Both actors have contrasting acting styles but still find common emotional footing. Woodley’s has a reserved tentativeness drawn from her character’s willingness to be selfless around other people. She pays for her mother’s bills through a paper run and bonds with Sutter when she agrees to coach him for one of his classes. Meanwhile, Teller engages us by exuding flamboyant comic energy that overcomes the immobile juvenility of his character’s frat boy exterior. The relationship that blossoms between these two characters is psychological and personal. It is built from the way they encourage one another to be more proactive in their lives and overcoming the emotional holes of the past as they are both dissatisfied by the absence of their fathers.
I like the way the director James Ponsoldt also employs a visual style that gives time for the actors to inhabit their characters. There are a number of moments, including a walk at a party and a frank sex scene, photographed in long, single takes so that the romantic temperament and social tensions are heightened by the believable chemistry of the leads. The screenplay by Scott Neustadter and Michael H. Weber is also funny and refuses to skimp over personal details for the characters.

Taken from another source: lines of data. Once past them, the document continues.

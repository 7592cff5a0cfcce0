//! Domain service for accounts and credentials.
//!
//! Handles signup (with starter subjects), login, password changes and API
//! token management.

use serde::Serialize;
use thiserror::Error;

/// Errors specific to authentication operations.
#[derive(Debug, Error)]
pub enum AuthError {
    #[error("Invalid credentials")]
    InvalidCredentials,

    #[error("User not found")]
    UserNotFound,

    #[error("An account with email {0} already exists")]
    Conflict(String),

    #[error("Validation failed: {0}")]
    Validation(String),

    #[error("Database error: {0}")]
    Database(String),

    #[error("Internal error: {0}")]
    Internal(String),
}

impl From<sea_orm::DbErr> for AuthError {
    fn from(err: sea_orm::DbErr) -> Self {
        Self::Database(err.to_string())
    }
}

impl From<anyhow::Error> for AuthError {
    fn from(err: anyhow::Error) -> Self {
        Self::Internal(format!("{err:#}"))
    }
}

#[derive(Debug, Clone)]
pub struct SignupInput {
    pub email: String,
    pub password: String,
    pub name: Option<String>,
}

/// User info DTO for responses.
#[derive(Debug, Clone, Serialize)]
#[serde(rename_all = "camelCase")]
pub struct UserInfo {
    pub id: i32,
    pub email: String,
    pub name: Option<String>,
    pub created_at: String,
}

/// Login result containing user info and API token.
#[derive(Debug, Clone, Serialize)]
#[serde(rename_all = "camelCase")]
pub struct LoginResult {
    pub id: i32,
    pub email: String,
    pub name: Option<String>,
    pub token: String,
}

/// Domain service trait for authentication.
#[async_trait::async_trait]
pub trait AuthService: Send + Sync {
    /// Creates an account and seeds its default subjects.
    ///
    /// # Errors
    ///
    /// Returns [`AuthError::Conflict`] if the email is already registered.
    async fn signup(&self, input: SignupInput) -> Result<UserInfo, AuthError>;

    /// Verifies credentials and returns user info with the API token.
    ///
    /// # Errors
    ///
    /// Returns [`AuthError::InvalidCredentials`] for an unknown email or a
    /// wrong password alike.
    async fn login(&self, email: &str, password: &str) -> Result<LoginResult, AuthError>;

    /// Verifies an API token and returns the owning user id if valid.
    async fn verify_api_key(&self, api_key: &str) -> Result<Option<i32>, AuthError>;

    async fn get_user_info(&self, user_id: i32) -> Result<UserInfo, AuthError>;

    /// Changes a user's password.
    ///
    /// # Errors
    ///
    /// Returns [`AuthError::Validation`] if current password is incorrect or new password invalid.
    async fn change_password(
        &self,
        user_id: i32,
        current_password: &str,
        new_password: &str,
    ) -> Result<(), AuthError>;

    /// Regenerates the API token for a user and returns the new one.
    async fn regenerate_api_key(&self, user_id: i32) -> Result<String, AuthError>;
}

On this level, I enjoyed the film more than their previous collaboration (500) Days of Summer, which by comparison seemed overly glossy, imbalanced and disinterested in its female lead.

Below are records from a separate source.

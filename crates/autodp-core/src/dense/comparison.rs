//! Comparison and logical operations on tensors
//!
//! Comparisons broadcast like arithmetic and return shaped boolean masks
//! (`DenseND<bool>`). Masks support reductions (`any`, `all`) and logical ops.

use super::types::DenseND;

impl<T> DenseND<T>
where
    T: Clone + PartialOrd,
{
    /// Element-wise equality comparison
    ///
    /// # Examples
    ///
    /// ```
    /// use autodp_core::DenseND;
    ///
    /// let a = DenseND::<f64>::from_vec(vec![1.0, 2.0, 3.0, 4.0], &[2, 2]).unwrap();
    /// let b = DenseND::<f64>::from_vec(vec![1.0, 0.0, 3.0, 0.0], &[2, 2]).unwrap();
    ///
    /// let result = a.eq_elementwise(&b).unwrap();
    /// assert_eq!(result.to_vec(), vec![true, false, true, false]);
    /// ```
    pub fn eq_elementwise(&self, other: &Self) -> anyhow::Result<DenseND<bool>> {
        self.zip_with(other, |a, b| a == b)
    }

    /// Element-wise inequality comparison
    pub fn ne_elementwise(&self, other: &Self) -> anyhow::Result<DenseND<bool>> {
        self.zip_with(other, |a, b| a != b)
    }

    /// Element-wise greater than comparison
    ///
    /// # Examples
    ///
    /// ```
    /// use autodp_core::DenseND;
    ///
    /// let a = DenseND::<f64>::from_vec(vec![1.0, 2.0, 3.0, 4.0], &[2, 2]).unwrap();
    /// let b = DenseND::<f64>::from_vec(vec![2.0, 2.0, 2.0, 5.0], &[2, 2]).unwrap();
    ///
    /// let result = a.gt(&b).unwrap();
    /// assert_eq!(result.to_vec(), vec![false, false, true, false]);
    /// ```
    pub fn gt(&self, other: &Self) -> anyhow::Result<DenseND<bool>> {
        self.zip_with(other, |a, b| a > b)
    }

    /// Element-wise less than comparison
    pub fn lt(&self, other: &Self) -> anyhow::Result<DenseND<bool>> {
        self.zip_with(other, |a, b| a < b)
    }

    /// Element-wise greater than or equal comparison
    pub fn gte(&self, other: &Self) -> anyhow::Result<DenseND<bool>> {
        self.zip_with(other, |a, b| a >= b)
    }

    /// Element-wise less than or equal comparison
    pub fn lte(&self, other: &Self) -> anyhow::Result<DenseND<bool>> {
        self.zip_with(other, |a, b| a <= b)
    }

    /// Mask of elements equal to `value`
    pub fn eq_scalar(&self, value: T) -> DenseND<bool> {
        self.map(|x| x == value)
    }

    /// Mask of elements greater than `threshold`
    ///
    /// ```
    /// use autodp_core::DenseND;
    ///
    /// let tensor = DenseND::<f64>::from_vec(vec![1.0, 2.0, 3.0, 4.0], &[2, 2]).unwrap();
    /// let mask = tensor.gt_scalar(2.5);
    /// assert_eq!(mask.to_vec(), vec![false, false, true, true]);
    /// ```
    pub fn gt_scalar(&self, threshold: T) -> DenseND<bool> {
        self.map(|x| x > threshold)
    }

    /// Mask of elements less than `threshold`
    pub fn lt_scalar(&self, threshold: T) -> DenseND<bool> {
        self.map(|x| x < threshold)
    }

    /// Mask of elements greater than or equal to `threshold`
    pub fn gte_scalar(&self, threshold: T) -> DenseND<bool> {
        self.map(|x| x >= threshold)
    }

    /// Mask of elements less than or equal to `threshold`
    pub fn lte_scalar(&self, threshold: T) -> DenseND<bool> {
        self.map(|x| x <= threshold)
    }

}

impl DenseND<bool> {
    /// True if any element is set. An empty mask yields `false`.
    ///
    /// ```
    /// use autodp_core::DenseND;
    ///
    /// let mask = DenseND::from_vec(vec![false, true, false], &[3]).unwrap();
    /// assert!(mask.any());
    /// assert!(!mask.all());
    /// ```
    pub fn any(&self) -> bool {
        self.data.iter().any(|&b| b)
    }

    /// True if every element is set. An empty mask yields `true`.
    pub fn all(&self) -> bool {
        self.data.iter().all(|&b| b)
    }

    /// Number of set elements
    pub fn count_true(&self) -> usize {
        self.data.iter().filter(|&&b| b).count()
    }

    /// Logical negation
    pub fn not(&self) -> Self {
        self.map(|b| !b)
    }

    /// Logical AND with a constant
    pub fn and_scalar(&self, value: bool) -> Self {
        self.map(|b| b && value)
    }

    /// Logical OR with a constant
    pub fn or_scalar(&self, value: bool) -> Self {
        self.map(|b| b || value)
    }

    /// Broadcasting logical AND of two masks
    pub fn and(&self, other: &Self) -> anyhow::Result<Self> {
        self.zip_with(other, |a, b| *a && *b)
    }

    /// Broadcasting logical OR of two masks
    pub fn or(&self, other: &Self) -> anyhow::Result<Self> {
        self.zip_with(other, |a, b| *a || *b)
    }
}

The strength of their writing is that on top of the comedy they skilfully use a subplot involving Sutter’s previous girlfriend Cassidy (Brie Larson) to embed dramatic tension into the main narrative thread. Is Sutter on the rebound and just using this very kind, engaging girl to hit back at his ex? The way that these two plot points often overlap in the same scenes, as Sutter looks over to his ex to see if she’s listening, is compelling. This also creates ambiguity and uncertainty around the stability of the central relationship. As Aimee becomes more assertive, drinks more frequently and then starts thinking seriously about their arrangement, we wonder if her world will come crashing down. You’re left with a feeling of dread in your stomach, thinking of the inevitable heartbreak and pain.
The second half isn’t quite as satisfying. A different subplot involving Sutter’s father Tommy (scruffily played by a boozing Kyle Chandler) takes precedence over his relationship with Aimee. This means that the dramatic payoff doesn’t come organically through an ongoing stream of conflict between the two young leads. You’re left waiting for the payoff between the story of the ex-girlfriend and Aimee and it never eventuates in a satisfying way. Instead, there’s a big, shocking climax that takes us into a third act but despite its dramatic charge, it doesn’t result in any personal conflict between Aimee and Sutter.
The weakest parts are in the denouement where lifestyle changes are made, several honesty sessions take place and a voice over reminisces about leaving the past behind. It takes the heat out of what could have been something painful and ultimately true. Growing up and coming of age is about experiencing pain and realising that not everyone is going to change and look at their behaviour and actions. Some people will never take account for who they are. Maybe for the sake of some troubled kids these high school films should show what unchanging people look like, instead of what their parents want them to be.
Summary: It's an affecting story but will there ever be a film where the lesson is just how irreparable everything is?